В пилотской кабине аварийный люк сверху отсутствовал, пилотские кресла, не считая обивки и набивки, остались на месте, как и штурвал и управление двигателями. Приборы были сняты, и приборная панель зияла пустотами.
Я видывал разбившиеся самолеты и прежде, доводилось видеть и растащенные самолеты - на запчасти для других машин. Так вот этот не был похож ни на то, ни на другое. Кто-то неторопливо, тщательно проделал работу по разграблению самолета, но в основе своей самолет остался самолетом. Отсутствовали детали. Опять вспомнились люди с рогами на лбу, потом мысли переключились на местных ребятишек. Я направился к выходу. Наваб и мисс Браун стояли перед самолетом, робко заглядывая внутрь. Я промычал, чтобы они меня пропустили, и отошел на некоторое расстояние от них, стараясь собраться с мыслями и представить, что случилось с самолетом.

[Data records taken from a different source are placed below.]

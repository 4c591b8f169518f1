//
//  manifest.rs
//  DeployGraph
//
//  Created by hak (tharun)
//

use ignore::WalkBuilder;
use std::fs;
use std::path::{Path, PathBuf};
use std::sync::RwLock;
use toml::value::{Table, Value};
use tracing::{debug, warn};

use super::{DependencyRecord, ManifestReader, Package};
use crate::error::{GraphError, Result};
use crate::parser::is_ignored_dir_name;

const MANIFEST_FILE: &str = "Cargo.toml";

/// Reads `Cargo.toml` manifests found under a workspace root.
///
/// Only the fields the graph needs are looked at: package name, the three
/// dependency tables (plus their `target.*` variants), and the root
/// `[workspace.dependencies]` table for `workspace = true` inheritance.
#[derive(Debug, Clone)]
pub struct CargoManifestReader {
    root: PathBuf,
}

impl CargoManifestReader {
    pub fn new(root: impl Into<PathBuf>) -> Self {
        Self { root: root.into() }
    }

    /// All manifest paths under the root, sorted for stable package order.
    fn discover(&self) -> Vec<PathBuf> {
        let mut manifests: Vec<PathBuf> = WalkBuilder::new(&self.root)
            .hidden(true)
            .git_ignore(true)
            .git_exclude(true)
            .filter_entry(|entry| {
                entry.depth() == 0
                    || !entry.file_type().is_some_and(|ft| ft.is_dir())
                    || !is_ignored_dir_name(&entry.file_name().to_string_lossy())
            })
            .build()
            .filter_map(|entry| entry.ok())
            .filter(|entry| entry.file_type().is_some_and(|ft| ft.is_file()))
            .filter(|entry| entry.file_name() == MANIFEST_FILE)
            .map(|entry| entry.into_path())
            .collect();
        manifests.sort();
        manifests
    }

    fn workspace_dependencies(&self) -> Table {
        let root_manifest = self.root.join(MANIFEST_FILE);
        let Ok(contents) = fs::read_to_string(&root_manifest) else {
            return Table::new();
        };
        match contents.parse::<Value>() {
            Ok(value) => value
                .get("workspace")
                .and_then(|ws| ws.get("dependencies"))
                .and_then(Value::as_table)
                .cloned()
                .unwrap_or_default(),
            Err(e) => {
                warn!(path = %root_manifest.display(), error = %e, "root manifest is not valid TOML");
                Table::new()
            }
        }
    }
}

impl ManifestReader for CargoManifestReader {
    fn read_packages(&self) -> Result<Vec<Package>> {
        if !self.root.is_dir() {
            return Err(GraphError::manifest(
                &self.root,
                "workspace root is not a directory",
            ));
        }

        let workspace_deps = self.workspace_dependencies();
        let mut packages = Vec::new();

        for manifest_path in self.discover() {
            let contents = match fs::read_to_string(&manifest_path) {
                Ok(c) => c,
                Err(e) => {
                    warn!(path = %manifest_path.display(), error = %e, "skipping unreadable manifest");
                    continue;
                }
            };
            match parse_manifest(&manifest_path, &contents, &workspace_deps) {
                Ok(Some(package)) => packages.push(package),
                Ok(None) => debug!(path = %manifest_path.display(), "virtual manifest, no package"),
                Err(e) => warn!(error = %e, "skipping manifest"),
            }
        }

        debug!(count = packages.len(), root = %self.root.display(), "read workspace manifests");
        Ok(packages)
    }
}

/// Map one manifest to a [`Package`]. `Ok(None)` for manifests without `[package]`.
fn parse_manifest(path: &Path, contents: &str, workspace_deps: &Table) -> Result<Option<Package>> {
    let value: Value = contents
        .parse()
        .map_err(|e: toml::de::Error| GraphError::manifest(path, e.to_string()))?;

    let Some(name) = value
        .get("package")
        .and_then(|p| p.get("name"))
        .and_then(Value::as_str)
    else {
        return Ok(None);
    };

    let directory = path.parent().map(Path::to_path_buf).unwrap_or_default();
    let mut package = Package {
        name: name.to_string(),
        directory,
        manifest_path: path.to_path_buf(),
        dependencies: Vec::new(),
        build_dependencies: Vec::new(),
        dev_dependencies: Vec::new(),
    };

    let mut tables = vec![&value];
    if let Some(targets) = value.get("target").and_then(Value::as_table) {
        tables.extend(targets.values());
    }

    for table in tables {
        collect(table, "dependencies", workspace_deps, &mut package.dependencies);
        collect(table, "build-dependencies", workspace_deps, &mut package.build_dependencies);
        collect(table, "dev-dependencies", workspace_deps, &mut package.dev_dependencies);
    }

    Ok(Some(package))
}

fn collect(table: &Value, key: &str, workspace_deps: &Table, out: &mut Vec<DependencyRecord>) {
    let Some(deps) = table.get(key).and_then(Value::as_table) else {
        return;
    };
    for (dep_key, spec) in deps {
        out.push(parse_dependency(dep_key, spec, workspace_deps));
    }
}

fn parse_dependency(key: &str, spec: &Value, workspace_deps: &Table) -> DependencyRecord {
    match spec {
        Value::String(version) => DependencyRecord::new(key).with_version(version.clone()),
        Value::Table(t) => {
            let inherits = t.get("workspace").and_then(Value::as_bool) == Some(true);
            if inherits {
                let inherited = workspace_deps.get(key);
                let mut record = inherited
                    .map(|v| parse_dependency(key, v, &Table::new()))
                    .unwrap_or_else(|| DependencyRecord::new(key));
                if let Some(rename) = t.get("package").and_then(Value::as_str) {
                    record.name = rename.to_string();
                }
                // Only workspace path dependencies count as local.
                record.workspace = record.local_path;
                return record;
            }

            let name = t
                .get("package")
                .and_then(Value::as_str)
                .unwrap_or(key)
                .to_string();
            DependencyRecord {
                name,
                local_path: t.contains_key("path"),
                workspace: false,
                version_spec: t.get("version").and_then(Value::as_str).map(String::from),
            }
        }
        _ => DependencyRecord::new(key),
    }
}

/// Fixed package snapshot, replaceable between rebuilds.
#[derive(Debug, Default)]
pub struct StaticManifestReader {
    packages: RwLock<Vec<Package>>,
}

impl StaticManifestReader {
    pub fn new(packages: Vec<Package>) -> Self {
        Self {
            packages: RwLock::new(packages),
        }
    }

    pub fn set_packages(&self, packages: Vec<Package>) {
        *self.packages.write().unwrap_or_else(|e| e.into_inner()) = packages;
    }
}

impl ManifestReader for StaticManifestReader {
    fn read_packages(&self) -> Result<Vec<Package>> {
        Ok(self
            .packages
            .read()
            .unwrap_or_else(|e| e.into_inner())
            .clone())
    }
}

Пилот, должно быть, увидел крошечную равнину, и увидел её с низкой высоты, слишком низкой, чтобы заметить большую по размерам равнину на Саксосе, в паре миль отсюда. У него, видно, были серьезные проблемы, если он попытался сесть в таком месте. Должно быть, один двигатель замолчал, а другой чихал на последних каплях горючего. Он шел со стороны моря, опустил все закрылки - это и сейчас было видно - и на брюхе приземлился на песок, прополз по траве и остановился там, где равнина пошла кверху, уперевшись в валун. А что произошло дальше, я не знал. Этого никак нельзя было сказать.
Я прошел к хвосту и внимательно стал разглядывать металл. Он, словно мехом, покрылся тонким слоем лишайника. Я поскреб по металлу, старая краска местами отваливалась слоями. Я достал платок и начал очищать киль, насколько мог достать рукой. У меня было такое ощущение, словно я занимаюсь разграблением могилы.
Наконец я нашел то, что искал, и стал тереть более тщательно и аккуратно. Краска выцвела и поотваливалась, но эта штука оказалась вполне различимой: прямоугольник зеленого цвета с желтым полумесяцем, а между рогами месяца - желтая звезда. Знак ислама, эмблема Пакистана.
Я отступил назад и посмотрел на наваба. Он долго смотрел на эмблему, потом медленно обвел взглядом весь самолет. Я скомкал носовой платок, вначале хотел сунуть его в карман, потом выбросить, но в конечном счете все же положил его в карман.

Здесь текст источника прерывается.